── The data ──

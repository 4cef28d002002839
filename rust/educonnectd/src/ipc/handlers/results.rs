use crate::bulk;
use crate::ipc::error::{err, no_workspace, ok};
use crate::ipc::types::{parse_params, AppState, Request};
use crate::reconcile::{self, SaveResultsRequest};
use serde::Deserialize;
use serde_json::json;
use std::path::PathBuf;

#[derive(Debug, Deserialize)]
#[serde(rename_all = "camelCase")]
struct TermQuery {
    student_id: i64,
    term: String,
}

#[derive(Debug, Deserialize)]
struct UploadParams {
    path: PathBuf,
}

fn handle_results_get(state: &mut AppState, req: &Request) -> serde_json::Value {
    let Some(conn) = state.db.as_ref() else {
        return no_workspace(&req.id);
    };
    let q: TermQuery = match parse_params(req) {
        Ok(v) => v,
        Err(resp) => return resp,
    };

    match reconcile::load_term_results(conn, q.student_id, &q.term) {
        Ok(view) => ok(&req.id, json!(view)),
        Err(e) => err(&req.id, e.code(), e.to_string(), None),
    }
}

fn handle_results_save(state: &mut AppState, req: &Request) -> serde_json::Value {
    let Some(conn) = state.db.as_mut() else {
        return no_workspace(&req.id);
    };
    let save: SaveResultsRequest = match parse_params(req) {
        Ok(v) => v,
        Err(resp) => return resp,
    };

    match reconcile::save_results(conn, &save) {
        Ok(outcome) => ok(&req.id, json!(outcome)),
        Err(e) => {
            tracing::warn!(
                student_id = save.student_id,
                term = %save.term,
                error = %e,
                "results save rolled back"
            );
            err(
                &req.id,
                e.code(),
                e.to_string(),
                Some(json!({ "studentId": save.student_id, "term": save.term })),
            )
        }
    }
}

fn handle_results_bulk_upload(state: &mut AppState, req: &Request) -> serde_json::Value {
    let max_rows = state.bulk_max_rows;
    let Some(conn) = state.db.as_mut() else {
        return no_workspace(&req.id);
    };
    let params: UploadParams = match parse_params(req) {
        Ok(v) => v,
        Err(resp) => return resp,
    };

    let bytes = match std::fs::read(&params.path) {
        Ok(b) => b,
        Err(e) => {
            return err(
                &req.id,
                "file_read_failed",
                e.to_string(),
                Some(json!({ "path": params.path.to_string_lossy() })),
            )
        }
    };

    match bulk::bulk_upload(conn, &bytes, max_rows) {
        Ok(report) => ok(&req.id, json!(report)),
        Err(e) => {
            tracing::warn!(path = %params.path.display(), error = %e, "bulk upload failed");
            err(&req.id, e.code(), e.to_string(), None)
        }
    }
}

pub fn try_handle(state: &mut AppState, req: &Request) -> Option<serde_json::Value> {
    match req.method.as_str() {
        "results.get" => Some(handle_results_get(state, req)),
        "results.save" => Some(handle_results_save(state, req)),
        "results.bulkUpload" => Some(handle_results_bulk_upload(state, req)),
        _ => None,
    }
}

───

Please give the number of lines above that include the string "None", with nothing added.

3